As demonstrated by the provisional data released by Eurostat on Friday, January 6, the eurozone is slowly winning its battle against inflation, with Spain leading the way. According to their figures for December, inflation in the zone fell by almost one point, down to an average rate of 9.2 per cent.
Spain closed the year as the country with the lowest rate, 3.6 points below the European average, at 5.6 per cent. According to the provisional data, Spain cut the year-on-year inflation rate by 1.1 points, compared with 6.7 per cent in November.
The fall in the eurozone was somewhat smaller, at 0.9 points, falling from an average of 10.1 per cent in November to 9.2 per cent in December.

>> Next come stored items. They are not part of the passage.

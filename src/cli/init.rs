//! Init command - write an annotated config file

use crate::config::TOML_CONFIG_FILE;
use anyhow::{Context, Result};
use console::style;
use std::path::Path;

const DEFAULT_CONFIG: &str = r#"# registerscan configuration
# Every value below is the built-in default. CLI flags override these.

[series]
# Flag a year when its growth z-score reaches +/- this value
z_threshold = 2.0

# Flag a year when it deviates more than this fraction from the rolling baseline
deviation_threshold = 0.25

# Preceding years averaged into the baseline
rolling_window = 3

# Distinct observed years a series needs before it is analyzed
min_years = 4

# Baselines smaller than this are not judged
min_baseline = 1000.0

[subsidy]
# Columns forming the series key, the year and the amount
key_columns = ["Begrotingsnaam", "Regeling", "Instrument"]
year_column = "Begrotingsjaar"
amount_column = "Bedrag (x1000)"

# Field delimiter: one character, or "tab"
delimiter = ";"

[insolvency]
# Insolvent within this many days of registration counts as rapid
rapid_days = 1095

# Name similarity (0-1) that counts as a phoenix signal
name_similarity = 0.6

# Publication type code of the bankruptcy pronouncement
pronouncement_code = "1300"

[childcare]
# Active providers sharing one postcode that count as stacking
stacking_threshold = 3

# LRK status of a currently registered provider
active_status = "Ingeschreven"

# Inner archive of the BAG extract (default: first nested .zip)
# bag_inner_archive = "9999NUM08012025.zip"

[procurement]
# EU tender thresholds in EUR
services_threshold = 221000.0
works_threshold = 5538000.0

# Half-width of the bins compared around the threshold (ratio scale)
bandwidth = 0.05
"#;

/// Run the init command
pub fn run(path: &Path, force: bool) -> Result<()> {
    if !path.is_dir() {
        anyhow::bail!("Path is not a directory: {}", path.display());
    }

    let config_path = path.join(TOML_CONFIG_FILE);
    if config_path.exists() && !force {
        println!(
            "{} {} already exists (use --force to overwrite)",
            style("✓").green(),
            style(config_path.display()).cyan()
        );
        return Ok(());
    }

    std::fs::write(&config_path, DEFAULT_CONFIG)
        .with_context(|| format!("Failed to write {}", config_path.display()))?;
    println!(
        "{} Created {}",
        style("✓").green(),
        style(config_path.display()).cyan()
    );

    println!("\nNext steps:");
    println!("  {} Review the effective settings", style("registerscan config").cyan());
    println!(
        "  {} Run a pipeline",
        style("registerscan subsidy-trends <input>").cyan()
    );

    Ok(())
}
//! Baseline deviation detector
//!
//! Approximates an "expected" amount per year as the trailing mean of the
//! preceding `rolling_window` years and flags years whose actual amount
//! deviates from it by more than `deviation_threshold`.
//!
//! The baseline only ever looks at years strictly before the one being
//! judged, and needs at least two of them. Baselines below `min_baseline`
//! are skipped: near-zero references turn ordinary amounts into explosive
//! percentages.

use super::base::SeriesDetector;
use crate::models::{BaselineDeviation, Direction};
use crate::series::MaterializedSeries;

/// Minimum number of preceding years needed to form a baseline
const MIN_BASELINE_PERIODS: usize = 2;

pub struct BaselineDetector {
    deviation_threshold: f64,
    rolling_window: usize,
    min_years: usize,
    min_baseline: f64,
}

impl BaselineDetector {
    pub fn new(
        deviation_threshold: f64,
        rolling_window: usize,
        min_years: usize,
        min_baseline: f64,
    ) -> Self {
        Self {
            deviation_threshold,
            rolling_window,
            min_years,
            min_baseline,
        }
    }
}

impl Default for BaselineDetector {
    fn default() -> Self {
        Self::new(0.25, 3, 4, 1000.0)
    }
}

/// Trailing baseline for every point of a reindexed series.
///
/// Point `i` gets the mean of points `i - window .. i` (clipped at the start
/// of the range), or `None` if fewer than two preceding points exist.
pub fn trailing_baseline(points: &[(i32, f64)], window: usize) -> Vec<Option<f64>> {
    (0..points.len())
        .map(|i| {
            let start = i.saturating_sub(window);
            let preceding = &points[start..i];
            if preceding.len() < MIN_BASELINE_PERIODS {
                return None;
            }
            let sum: f64 = preceding.iter().map(|(_, a)| a).sum();
            Some(sum / preceding.len() as f64)
        })
        .collect()
}

impl SeriesDetector for BaselineDetector {
    type Record = BaselineDeviation;

    fn name(&self) -> &'static str {
        "BaselineDetector"
    }

    fn description(&self) -> &'static str {
        "Flags years deviating from the trailing rolling mean of preceding years"
    }

    fn min_years(&self) -> usize {
        self.min_years
    }

    fn detect_series(&self, series: &MaterializedSeries) -> Vec<BaselineDeviation> {
        let points = series.reindexed();
        let baselines = trailing_baseline(&points, self.rolling_window);

        let mut deviations = Vec::new();
        for ((year, amount), baseline) in points.iter().zip(baselines) {
            let Some(baseline) = baseline else {
                continue;
            };
            if baseline == 0.0 || baseline.abs() < self.min_baseline {
                continue;
            }
            let deviation = (amount - baseline) / baseline;
            if deviation.abs() <= self.deviation_threshold {
                continue;
            }
            deviations.push(BaselineDeviation {
                key: series.key().clone(),
                year: *year,
                amount: *amount,
                baseline,
                deviation,
                direction: Direction::from_deviation(deviation),
                n_years: points.len(),
            });
        }
        deviations
    }

    fn rank(record: &BaselineDeviation) -> f64 {
        record.deviation.abs()
    }
}
//! Centraal Insolventieregister case dump (JSON lines)
//!
//! Each line holds one case response. The useful part sits at
//! `getCaseResponse.getCaseResult.inspubWebserviceInsolvente.insolvente`.
//! Single-element collections are sometimes serialized as an object
//! instead of an array; both shapes are accepted.

use super::{display_name, open_input, scalar_text, LoadStats, RecordError, SourceResult};
use serde_json::Value;
use std::io::{BufRead, BufReader};
use std::path::Path;
use tracing::info;

const CASE_PATH: [&str; 4] = [
    "getCaseResponse",
    "getCaseResult",
    "inspubWebserviceInsolvente",
    "insolvente",
];

/// One insolvency case linked to a KVK number
#[derive(Debug, Clone, Default, PartialEq)]
pub struct InsolvencyRecord {
    pub kvk_number: String,
    pub name: String,
    pub case_number: String,
    /// Publication date as published (`YYYY-MM-DD...`), empty when unknown
    pub pronouncement_date: String,
    pub postcode: String,
    pub street: String,
    pub house_number: String,
    pub city: String,
}

impl InsolvencyRecord {
    /// `"<street> <house number>"`, trimmed
    pub fn address(&self) -> String {
        format!("{} {}", self.street, self.house_number)
            .trim()
            .to_string()
    }
}

/// Elements of a value that may be one object or an array of them
fn one_or_many(value: Option<&Value>) -> Vec<&Value> {
    match value {
        Some(Value::Array(items)) => items.iter().collect(),
        Some(v @ Value::Object(_)) => vec![v],
        _ => Vec::new(),
    }
}

/// Pronouncement date: the first publication of the pronouncement kind,
/// otherwise the earliest publication date.
fn pronouncement_date(case: &Value, pronouncement_code: &str) -> String {
    let publications = one_or_many(
        case.get("publicatiegeschiedenis")
            .and_then(|h| h.get("publicatie")),
    );

    if let Some(p) = publications
        .iter()
        .find(|p| scalar_text(p.get("publicatieSoortCode")) == pronouncement_code)
    {
        let date = scalar_text(p.get("publicatieDatum"));
        if !date.is_empty() {
            return date;
        }
    }

    publications
        .iter()
        .map(|p| scalar_text(p.get("publicatieDatum")))
        .filter(|d| !d.is_empty())
        .min()
        .unwrap_or_default()
}

/// Parse one JSON line into a record
pub fn parse_line(line: &str, pronouncement_code: &str) -> Result<InsolvencyRecord, RecordError> {
    let root: Value =
        serde_json::from_str(line).map_err(|e| RecordError::Malformed(e.to_string()))?;

    let mut case = &root;
    for segment in CASE_PATH {
        case = case
            .get(segment)
            .ok_or_else(|| RecordError::MissingField(segment.to_string()))?;
    }

    let person = case.get("persoon");
    let kvk_number = scalar_text(person.and_then(|p| p.get("KvKNummer")));
    if kvk_number.is_empty() {
        return Err(RecordError::MissingField("persoon.KvKNummer".into()));
    }

    let address = one_or_many(case.get("adressen").and_then(|a| a.get("adres")))
        .into_iter()
        .next();
    let addr = |field: &str| scalar_text(address.and_then(|a| a.get(field)));

    Ok(InsolvencyRecord {
        kvk_number,
        name: scalar_text(person.and_then(|p| p.get("achternaam"))),
        case_number: scalar_text(case.get("insolventienummer")),
        pronouncement_date: pronouncement_date(case, pronouncement_code),
        postcode: addr("postcode"),
        street: addr("straat"),
        house_number: addr("huisnummer"),
        city: addr("plaats"),
    })
}

/// Load all KVK-linked cases. Lines without a KVK number or with invalid
/// JSON are skipped and counted.
pub fn load_records(
    path: &Path,
    pronouncement_code: &str,
) -> SourceResult<(Vec<InsolvencyRecord>, LoadStats)> {
    let name = display_name(path);
    let reader = BufReader::new(open_input(path)?);
    let mut stats = LoadStats::default();
    let mut records = Vec::new();

    for (i, line) in reader.lines().enumerate() {
        let line = line?;
        if line.trim().is_empty() {
            continue;
        }
        match parse_line(&line, pronouncement_code) {
            Ok(record) => {
                records.push(record);
                stats.accept();
            }
            Err(e) => stats.skip(&name, i + 1, &e),
        }
    }

    info!(
        "Loaded {} insolvency records with KVK numbers from {} ({} skipped)",
        records.len(),
        name,
        stats.skipped
    );
    Ok((records, stats))
}
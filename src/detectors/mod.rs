//! Anomaly detectors
//!
//! This module provides the detector framework and the detectors behind
//! each pipeline.
//!
//! # Architecture
//!
//! ```text
//! ┌─────────────────────────────────────────────────────────────┐
//! │                   SeriesAnomalyEngine                       │
//! │  - Receives one immutable SeriesSet                         │
//! │  - Runs growth and baseline detection over it               │
//! │  - Returns ranked, immutable records                        │
//! └─────────────────────────────────────────────────────────────┘
//!                              │
//!                              ▼
//! ┌─────────────────────────────────────────────────────────────┐
//! │                   SeriesDetector Trait                      │
//! │  - name(): Unique identifier                                │
//! │  - min_years(): Eligibility floor                           │
//! │  - detect_series(series): Judge one series                  │
//! │  - rank(record): Output ordering                            │
//! └─────────────────────────────────────────────────────────────┘
//! ```
//!
//! # Detector Categories
//!
//! ## Series detectors (one series against its own history)
//! - `GrowthDetector` - Year-over-year growth z-score outliers
//! - `BaselineDetector` - Deviation from the trailing rolling mean
//!
//! ## Registry cross-reference detectors
//! - `RapidInsolvencyDetector` - Insolvent soon after registration
//! - `PhoenixDetector` - Related insolvent entities at one postcode
//! - `GhostProviderDetector` - Childcare providers with missing registrations
//!
//! ## Distribution detectors
//! - `ThresholdDetector` - Bunching of contract values below a threshold

mod base;
mod baseline;
mod engine;
mod ghost_providers;
mod growth;
mod phoenix;
mod rapid_insolvency;
mod threshold;

pub use base::{population_mean_std, SeriesDetector};
pub use baseline::{trailing_baseline, BaselineDetector};
pub use engine::{EngineConfig, EngineReport, SeriesAnomalyEngine};
pub use ghost_providers::{
    GhostProviderDetector, GhostProviderReport, InvalidAddress, StackedPostcode,
};
pub use growth::{yoy_growth, GrowthDetector};
pub use phoenix::{PhoenixDetector, PhoenixPair, PhoenixSignal};
pub use rapid_insolvency::{
    parse_publication_date, CrossReference, RapidInsolvency, RapidInsolvencyDetector,
    DEFAULT_RAPID_DAYS,
};
pub use threshold::{
    bucket_index, bucketize, concentration_anomalies, density_discontinuity, hhi, BucketCount,
    ConcentrationAnomaly, DensityTest, HhiBucket, Severity, ThresholdAnalysis, ThresholdDetector,
    ThresholdKind, BUCKET_EDGES, BUCKET_LABELS,
};
//! Procurement threshold command

use super::{finish, print_count, print_header, print_step};
use crate::config::RegisterscanConfig;
use crate::detectors::ThresholdDetector;
use crate::reporters::{write_threshold, ArtifactWriter, ThresholdSummary};
use crate::sources::tenderned::{collect_files, load_values};
use anyhow::{Context, Result};
use console::style;
use std::path::{Path, PathBuf};

pub fn run(inputs: &[PathBuf], output_dir: &Path, config: &RegisterscanConfig) -> Result<()> {
    print_header("Threshold Clustering Analysis");
    let settings = &config.procurement;

    let files = collect_files(inputs).context("No release files to read")?;
    print_step(&format!("Loading {} release files", style(files.len()).cyan()));
    let (values, stats) = load_values(&files).context("Failed to load release files")?;
    print_count("contracts with a positive award value", values.len());
    if stats.skipped > 0 {
        print_count("releases without a usable value", stats.skipped);
    }

    print_step("Analyzing value distribution against thresholds");
    let detector = ThresholdDetector::new(
        settings.services_threshold,
        settings.works_threshold,
        settings.bandwidth,
    );
    let analyses = detector.detect(&values);
    for analysis in &analyses {
        print_count(
            &format!("concentration anomalies ({})", analysis.kind),
            analysis.anomalies.len(),
        );
    }

    let mut writer = ArtifactWriter::create(output_dir)?;
    write_threshold(
        &mut writer,
        &ThresholdSummary {
            files_read: files.len(),
            values: values.len(),
            skipped: stats.skipped,
            bandwidth: settings.bandwidth,
            analyses: &analyses,
        },
    )?;
    finish(&writer)
}
//! Insolvency cross-reference artifacts

use super::{fmt_count, fmt_fixed, ArtifactWriter};
use crate::detectors::{PhoenixPair, RapidInsolvency};
use crate::models::DISCLAIMER;
use anyhow::Result;
use std::collections::BTreeMap;

pub const RAPID_FILE: &str = "rapid-insolvency-entities.csv";
pub const PHOENIX_FILE: &str = "phoenix-signal-clusters.csv";
pub const SUMMARY_FILE: &str = "phoenix-analysis-summary.md";

const TOP_SBI: usize = 10;

pub const RAPID_HEADERS: [&str; 10] = [
    "kvk_number",
    "company_name",
    "registration_date",
    "insolvency_date",
    "days_to_insolvency",
    "sbi_codes",
    "postcode",
    "address",
    "city",
    "insolventienummer",
];

pub const PHOENIX_HEADERS: [&str; 12] = [
    "cluster_postcode",
    "entity_1_kvk",
    "entity_1_name",
    "entity_1_insolvency",
    "entity_1_bankruptcy_date",
    "entity_2_kvk",
    "entity_2_name",
    "entity_2_insolvency",
    "entity_2_bankruptcy_date",
    "shared_sbi_codes",
    "signals",
    "name_similarity",
];

pub fn rapid_rows(rapid: &[RapidInsolvency]) -> Vec<Vec<String>> {
    rapid
        .iter()
        .map(|r| {
            vec![
                r.kvk_number.clone(),
                r.company_name.clone(),
                r.registration_date.format("%Y-%m-%d").to_string(),
                r.insolvency_date.clone(),
                r.days_to_insolvency.to_string(),
                r.sbi_codes.clone(),
                r.postcode.clone(),
                r.address.clone(),
                r.city.clone(),
                r.case_number.clone(),
            ]
        })
        .collect()
}

pub fn phoenix_rows(pairs: &[PhoenixPair]) -> Vec<Vec<String>> {
    pairs
        .iter()
        .map(|p| {
            vec![
                p.postcode.clone(),
                p.first.kvk_number.clone(),
                p.first.name.clone(),
                p.first.case_number.clone(),
                p.first.pronouncement_date.clone(),
                p.second.kvk_number.clone(),
                p.second.name.clone(),
                p.second.case_number.clone(),
                p.second.pronouncement_date.clone(),
                p.shared_sbi
                    .iter()
                    .map(String::as_str)
                    .collect::<Vec<_>>()
                    .join(","),
                p.signal_list(),
                fmt_fixed(p.name_similarity, 2),
            ]
        })
        .collect()
}

pub struct InsolvencySummary<'a> {
    pub insolvency_records: usize,
    pub insolvency_skipped: usize,
    pub kvk_numbers: usize,
    pub matched: usize,
    pub rapid_days: i64,
    pub name_threshold: f64,
    pub rapid: &'a [RapidInsolvency],
    pub pairs: &'a [PhoenixPair],
}

/// Rapid insolvencies per pronouncement year
fn rapid_by_year(rapid: &[RapidInsolvency]) -> BTreeMap<String, usize> {
    let mut by_year = BTreeMap::new();
    for r in rapid {
        if let Some(year) = r.insolvency_date.get(..4) {
            *by_year.entry(year.to_string()).or_insert(0) += 1;
        }
    }
    by_year
}

/// Most frequent activity codes, ties in code order
fn top_sbi_codes(rapid: &[RapidInsolvency], limit: usize) -> Vec<(String, usize)> {
    let mut counts: BTreeMap<&str, usize> = BTreeMap::new();
    for r in rapid {
        for code in r.sbi_codes.split(',').filter(|c| !c.is_empty()) {
            *counts.entry(code).or_insert(0) += 1;
        }
    }
    let mut sorted: Vec<(String, usize)> = counts
        .into_iter()
        .map(|(code, n)| (code.to_string(), n))
        .collect();
    sorted.sort_by(|a, b| b.1.cmp(&a.1));
    sorted.truncate(limit);
    sorted
}

pub fn render_insolvency_summary(summary: &InsolvencySummary<'_>) -> String {
    let mut md = format!(
        r#"# KVK-Insolvency Cross-Reference: Potential Phoenix Company Analysis

> {disclaimer}

## Objective

Identify companies in the KVK register that went insolvent shortly after
registration, and pairs of related insolvent entities that may signal potential
phoenix company behavior, where entities are wound up to shed debts and
restarted under new registrations.

## Methodology

### Data Sources
- **KVK SBI dataset**: {kvk} KVK numbers with activity codes and start dates
  (the earliest start date is used as a proxy for the registration date)
- **Insolvency register**: {records} insolvency records ({skipped} skipped)

### Step 1: Rapid Insolvency Detection
- Matched insolvency records to KVK data via KVK number ({matched} matches)
- Computed the time from the earliest KVK start date to the pronouncement date
- Flagged entities where insolvency occurred within **{days} days** of registration

### Step 2: Phoenix Pair Detection
- Grouped insolvency records by postcode
- For each pair of insolvent entities sharing a postcode, checked for:
  1. **Shared SBI code** (same business sector)
  2. **Name similarity** (ratio >= {threshold})
- Pairs matching on **>= 2 signals** (postcode plus at least one other) are flagged

## Findings

### Rapid Insolvencies
- **{rapid} entities** went insolvent within {days} days of KVK registration
- Breakdown by insolvency year:
"#,
        disclaimer = DISCLAIMER,
        kvk = fmt_count(summary.kvk_numbers),
        records = fmt_count(summary.insolvency_records),
        skipped = fmt_count(summary.insolvency_skipped),
        matched = fmt_count(summary.matched),
        days = summary.rapid_days,
        threshold = summary.name_threshold,
        rapid = fmt_count(summary.rapid.len()),
    );

    for (year, count) in rapid_by_year(summary.rapid) {
        md.push_str(&format!("  - {}: {} entities\n", year, count));
    }

    if !summary.rapid.is_empty() {
        // Records arrive sorted by days ascending
        let days: Vec<i64> = summary.rapid.iter().map(|r| r.days_to_insolvency).collect();
        let average = days.iter().sum::<i64>() as f64 / days.len() as f64;
        md.push_str(&format!(
            "\n- Average days to insolvency: **{}** (median: **{}**)\n",
            fmt_fixed(average, 0),
            days[days.len() / 2]
        ));
        md.push_str(&format!(
            "- Fastest insolvency: **{} days** after registration\n",
            days[0]
        ));
    }

    md.push_str(
        r#"
### Top SBI Codes Among Rapid-Insolvency Entities

| SBI Code | Count |
|----------|-------|
"#,
    );
    for (code, count) in top_sbi_codes(summary.rapid, TOP_SBI) {
        md.push_str(&format!("| {} | {} |\n", code, count));
    }

    md.push_str(&format!(
        r#"
### Phoenix Signal Pairs
- **{} entity pairs** flagged as potential phoenix signals
- These pairs share a postcode AND at least one additional signal
  (shared SBI code or name similarity >= {})

## Limitations

1. **Registration date proxy**: The earliest SBI start date may not reflect the
   original incorporation date if activity codes were updated later.
2. **Address matching**: Only the postcode is compared, which can produce false
   positives in dense commercial areas.
3. **Name similarity**: String matching misses related entities that use entirely
   different names.
4. **Temporal gaps**: The insolvency register and the KVK extract cover different
   periods; companies dissolved before the extract may be missed.
5. **Not all insolvencies are suspicious**: Many rapid insolvencies are ordinary
   business failures, particularly in high-risk sectors.

## Conclusion

The rapid-insolvency list and the phoenix pairs are starting points for further
review, not evidence of wrongdoing.
"#,
        fmt_count(summary.pairs.len()),
        summary.name_threshold
    ));
    md
}

pub fn write_insolvency(writer: &mut ArtifactWriter, summary: &InsolvencySummary<'_>) -> Result<()> {
    writer.write_csv(RAPID_FILE, &RAPID_HEADERS, rapid_rows(summary.rapid))?;
    writer.write_csv(PHOENIX_FILE, &PHOENIX_HEADERS, phoenix_rows(summary.pairs))?;
    writer.write_text(SUMMARY_FILE, &render_insolvency_summary(summary))?;
    Ok(())
}

#[cfg(test)]
mod tests {
    use super::*;
    use crate::detectors::PhoenixSignal;
    use crate::sources::insolvency::InsolvencyRecord;
    use chrono::NaiveDate;

    fn rapid(kvk: &str, date: &str, days: i64, codes: &str) -> RapidInsolvency {
        RapidInsolvency {
            kvk_number: kvk.into(),
            company_name: format!("Company {}", kvk),
            registration_date: NaiveDate::from_ymd_opt(2020, 1, 1).unwrap(),
            insolvency_date: date.into(),
            days_to_insolvency: days,
            sbi_codes: codes.into(),
            postcode: "1234AB".into(),
            address: "Dorpsstraat 1".into(),
            city: "Utrecht".into(),
            case_number: format!("F.16/21/{}", kvk),
        }
    }

    #[test]
    fn test_rapid_row_order() {
        let row = &rapid_rows(&[rapid("1", "2020-03-01", 60, "4120,4399")])[0];
        assert_eq!(row.len(), RAPID_HEADERS.len());
        assert_eq!(row[0], "1");
        assert_eq!(row[2], "2020-01-01");
        assert_eq!(row[4], "60");
        assert_eq!(row[9], "F.16/21/1");
    }

    #[test]
    fn test_phoenix_row() {
        let record = |case: &str, kvk: &str| InsolvencyRecord {
            kvk_number: kvk.into(),
            name: format!("Bouw {}", kvk),
            case_number: case.into(),
            pronouncement_date: "2021-05-01".into(),
            postcode: "1234AB".into(),
            ..Default::default()
        };
        let pair = PhoenixPair {
            postcode: "1234AB".into(),
            first: record("F/1", "1"),
            second: record("F/2", "2"),
            shared_sbi: ["4120".to_string(), "4399".to_string()].into_iter().collect(),
            signals: vec![
                PhoenixSignal::SamePostcode,
                PhoenixSignal::SharedSbi,
                PhoenixSignal::NameSimilarity(0.8333),
            ],
            name_similarity: 0.8333,
        };
        let row = &phoenix_rows(&[pair])[0];
        assert_eq!(row.len(), PHOENIX_HEADERS.len());
        assert_eq!(row[3], "F/1");
        assert_eq!(row[9], "4120,4399");
        assert_eq!(row[10], "same_postcode;shared_sbi;name_sim_0.83");
        assert_eq!(row[11], "0.83");
    }

    #[test]
    fn test_summary_statistics() {
        let records = vec![
            rapid("1", "2021-02-01", 31, "4120"),
            rapid("2", "2021-06-01", 200, "4120,5610"),
            rapid("3", "2022-01-01", 517, "5610"),
        ];
        let md = render_insolvency_summary(&InsolvencySummary {
            insolvency_records: 10,
            insolvency_skipped: 1,
            kvk_numbers: 50,
            matched: 7,
            rapid_days: 1095,
            name_threshold: 0.6,
            rapid: &records,
            pairs: &[],
        });
        assert!(md.contains(DISCLAIMER));
        assert!(md.contains("  - 2021: 2 entities\n  - 2022: 1 entities"));
        assert!(md.contains("Average days to insolvency: **249** (median: **200**)"));
        assert!(md.contains("Fastest insolvency: **31 days**"));
        assert!(md.contains("| 4120 | 2 |\n| 5610 | 2 |"));
        assert!(md.contains("**0 entity pairs**"));
    }
}
//! Subsidy trends command

use super::{finish, print_count, print_header, print_step};
use crate::config::RegisterscanConfig;
use crate::detectors::SeriesAnomalyEngine;
use crate::reporters::{write_subsidy, ArtifactWriter, SubsidySummary};
use crate::series::SeriesSet;
use crate::sources::financial::load_observations;
use anyhow::{Context, Result};
use console::style;
use std::path::Path;

pub fn run(input: &Path, output_dir: &Path, config: &RegisterscanConfig) -> Result<()> {
    print_header("Subsidy Trend Analysis");

    print_step(&format!("Loading {}", style(input.display()).cyan()));
    let mapping = config.subsidy.field_mapping();
    let (observations, stats) =
        load_observations(input, &mapping, config.subsidy.delimiter_byte()?)
            .with_context(|| format!("Failed to load {}", input.display()))?;
    print_count("rows loaded", stats.accepted);
    if stats.skipped > 0 {
        print_count("rows skipped (unparseable year or amount)", stats.skipped);
    }

    print_step("Materializing series");
    let set = SeriesSet::materialize(observations);
    let yearly_totals = set.yearly_totals();

    print_step("Running growth and baseline detection");
    let engine_config = config.series.engine_config();
    let report = SeriesAnomalyEngine::new(&engine_config).run(&set);
    print_count("series", report.series_total);
    print_count("series analyzed", report.series_analyzed);
    print_count("growth anomalies", report.growth_anomalies.len());
    print_count("baseline deviations", report.baseline_deviations.len());

    let mut writer = ArtifactWriter::create(output_dir)?;
    write_subsidy(
        &mut writer,
        &SubsidySummary {
            rows_loaded: stats.accepted,
            rows_skipped: stats.skipped,
            key_columns: &config.subsidy.key_columns,
            yearly_totals: &yearly_totals,
            config: &engine_config,
            report: &report,
        },
    )?;
    finish(&writer)
}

Luxembourg, France and Malta follow behind Spain, with rates of 6.2 per cent, 6.7 per cent and 7.3 per cent respectively. By contrast, those with the highest figures in the last month of the year were Latvia, Lithuania and Estonia, with rates of 20.7 per cent, 20.0 per cent and 17.5 per cent respectively.
Energy – as expected – is the most expensive product category, although the price increase of 25.7 per cent in December is a drop of almost ten points compared to the 34.9 per cent recorded in November.
Next on the list of product prices are processed food, alcohol, and tobacco, with a year-on-year inflation rate of 13.8 per cent, compared with 13.6 per cent in November.
Spain’s current position as the country with the cheapest inflation rate is relevant to it being less reliant on Russian energy than most European economies. Moreover, the gas price cap that operates on the Iberian Peninsula between Spain and Portugal, has contributed to these lower prices to a greater extent than in other countries, as reported by 20minutos.es.